§ PROMPT: For the listing below, report all lines that hold the word "Result".

§ RECORDED DATA:
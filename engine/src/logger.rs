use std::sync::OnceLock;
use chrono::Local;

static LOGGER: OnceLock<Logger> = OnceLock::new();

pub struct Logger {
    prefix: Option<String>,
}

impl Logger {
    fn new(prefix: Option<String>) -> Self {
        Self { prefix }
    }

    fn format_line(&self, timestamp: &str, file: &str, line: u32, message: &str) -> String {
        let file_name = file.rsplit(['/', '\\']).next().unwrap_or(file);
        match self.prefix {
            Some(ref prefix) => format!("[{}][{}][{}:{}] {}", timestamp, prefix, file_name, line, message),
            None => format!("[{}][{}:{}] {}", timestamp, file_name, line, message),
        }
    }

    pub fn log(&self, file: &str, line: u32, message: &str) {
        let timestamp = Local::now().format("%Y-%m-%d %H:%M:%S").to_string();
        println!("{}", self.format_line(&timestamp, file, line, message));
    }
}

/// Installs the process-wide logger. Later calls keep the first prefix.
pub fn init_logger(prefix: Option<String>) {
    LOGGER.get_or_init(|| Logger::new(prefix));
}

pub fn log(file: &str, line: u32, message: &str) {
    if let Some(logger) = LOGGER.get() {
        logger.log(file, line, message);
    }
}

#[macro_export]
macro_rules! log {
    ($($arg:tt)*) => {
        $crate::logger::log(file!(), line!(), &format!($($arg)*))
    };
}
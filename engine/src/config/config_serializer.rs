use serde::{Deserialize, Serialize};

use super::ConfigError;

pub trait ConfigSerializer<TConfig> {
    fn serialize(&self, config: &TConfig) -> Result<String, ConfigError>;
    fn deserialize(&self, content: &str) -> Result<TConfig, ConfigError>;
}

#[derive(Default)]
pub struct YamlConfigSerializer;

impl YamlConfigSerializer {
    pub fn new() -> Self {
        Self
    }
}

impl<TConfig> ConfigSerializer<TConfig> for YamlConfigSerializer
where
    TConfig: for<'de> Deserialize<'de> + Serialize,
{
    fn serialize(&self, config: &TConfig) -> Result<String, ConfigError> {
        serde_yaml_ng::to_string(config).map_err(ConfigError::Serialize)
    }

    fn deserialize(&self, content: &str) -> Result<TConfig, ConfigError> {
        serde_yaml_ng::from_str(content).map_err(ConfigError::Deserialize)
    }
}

---

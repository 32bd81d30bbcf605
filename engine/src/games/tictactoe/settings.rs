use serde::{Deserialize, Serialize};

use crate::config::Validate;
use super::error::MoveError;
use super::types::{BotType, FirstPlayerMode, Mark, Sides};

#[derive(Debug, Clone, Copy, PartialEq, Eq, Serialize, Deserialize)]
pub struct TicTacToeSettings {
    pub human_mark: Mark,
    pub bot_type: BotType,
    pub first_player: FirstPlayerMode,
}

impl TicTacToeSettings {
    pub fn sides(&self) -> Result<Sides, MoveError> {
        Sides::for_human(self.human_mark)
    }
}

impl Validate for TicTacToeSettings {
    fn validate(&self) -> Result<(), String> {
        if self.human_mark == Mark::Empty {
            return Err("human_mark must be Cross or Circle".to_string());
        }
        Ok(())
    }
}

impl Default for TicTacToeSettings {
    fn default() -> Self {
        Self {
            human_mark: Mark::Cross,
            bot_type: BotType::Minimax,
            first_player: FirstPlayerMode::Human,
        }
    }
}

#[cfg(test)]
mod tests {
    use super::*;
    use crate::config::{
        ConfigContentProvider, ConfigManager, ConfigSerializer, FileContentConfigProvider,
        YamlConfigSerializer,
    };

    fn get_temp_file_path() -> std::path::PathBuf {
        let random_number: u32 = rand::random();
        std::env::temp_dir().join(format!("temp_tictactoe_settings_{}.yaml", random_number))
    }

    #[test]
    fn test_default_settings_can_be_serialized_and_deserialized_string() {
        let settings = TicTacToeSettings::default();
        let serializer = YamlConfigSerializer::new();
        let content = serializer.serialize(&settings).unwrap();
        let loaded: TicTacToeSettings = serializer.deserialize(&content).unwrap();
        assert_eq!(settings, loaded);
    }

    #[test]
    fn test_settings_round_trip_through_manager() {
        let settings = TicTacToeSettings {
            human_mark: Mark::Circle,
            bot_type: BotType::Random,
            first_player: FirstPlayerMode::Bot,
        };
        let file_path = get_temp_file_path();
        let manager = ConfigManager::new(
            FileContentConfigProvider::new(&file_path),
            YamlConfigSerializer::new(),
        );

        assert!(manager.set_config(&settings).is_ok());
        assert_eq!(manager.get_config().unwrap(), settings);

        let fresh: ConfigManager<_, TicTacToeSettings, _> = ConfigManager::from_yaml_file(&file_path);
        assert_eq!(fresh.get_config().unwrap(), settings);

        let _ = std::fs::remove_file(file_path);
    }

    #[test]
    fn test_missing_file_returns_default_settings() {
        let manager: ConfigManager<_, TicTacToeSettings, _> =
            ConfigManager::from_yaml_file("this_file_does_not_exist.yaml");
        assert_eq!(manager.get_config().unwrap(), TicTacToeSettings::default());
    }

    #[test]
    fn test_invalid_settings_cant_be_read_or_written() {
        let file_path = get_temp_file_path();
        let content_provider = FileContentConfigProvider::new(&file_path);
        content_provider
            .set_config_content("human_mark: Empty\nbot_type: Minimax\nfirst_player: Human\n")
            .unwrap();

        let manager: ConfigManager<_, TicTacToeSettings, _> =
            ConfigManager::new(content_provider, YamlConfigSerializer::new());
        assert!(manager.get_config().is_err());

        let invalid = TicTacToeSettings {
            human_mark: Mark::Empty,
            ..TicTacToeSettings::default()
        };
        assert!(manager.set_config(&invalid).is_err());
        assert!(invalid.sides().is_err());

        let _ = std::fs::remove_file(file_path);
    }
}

§ TASK OUTPUT:
    fn serialize(&self, config: &TConfig) -> Result<String, ConfigError>;
    fn deserialize(&self, content: &str) -> Result<TConfig, ConfigError>;
    fn serialize(&self, config: &TConfig) -> Result<String, ConfigError> {
    fn deserialize(&self, content: &str) -> Result<TConfig, ConfigError> {
    pub fn sides(&self) -> Result<Sides, MoveError> {
    fn validate(&self) -> Result<(), String> {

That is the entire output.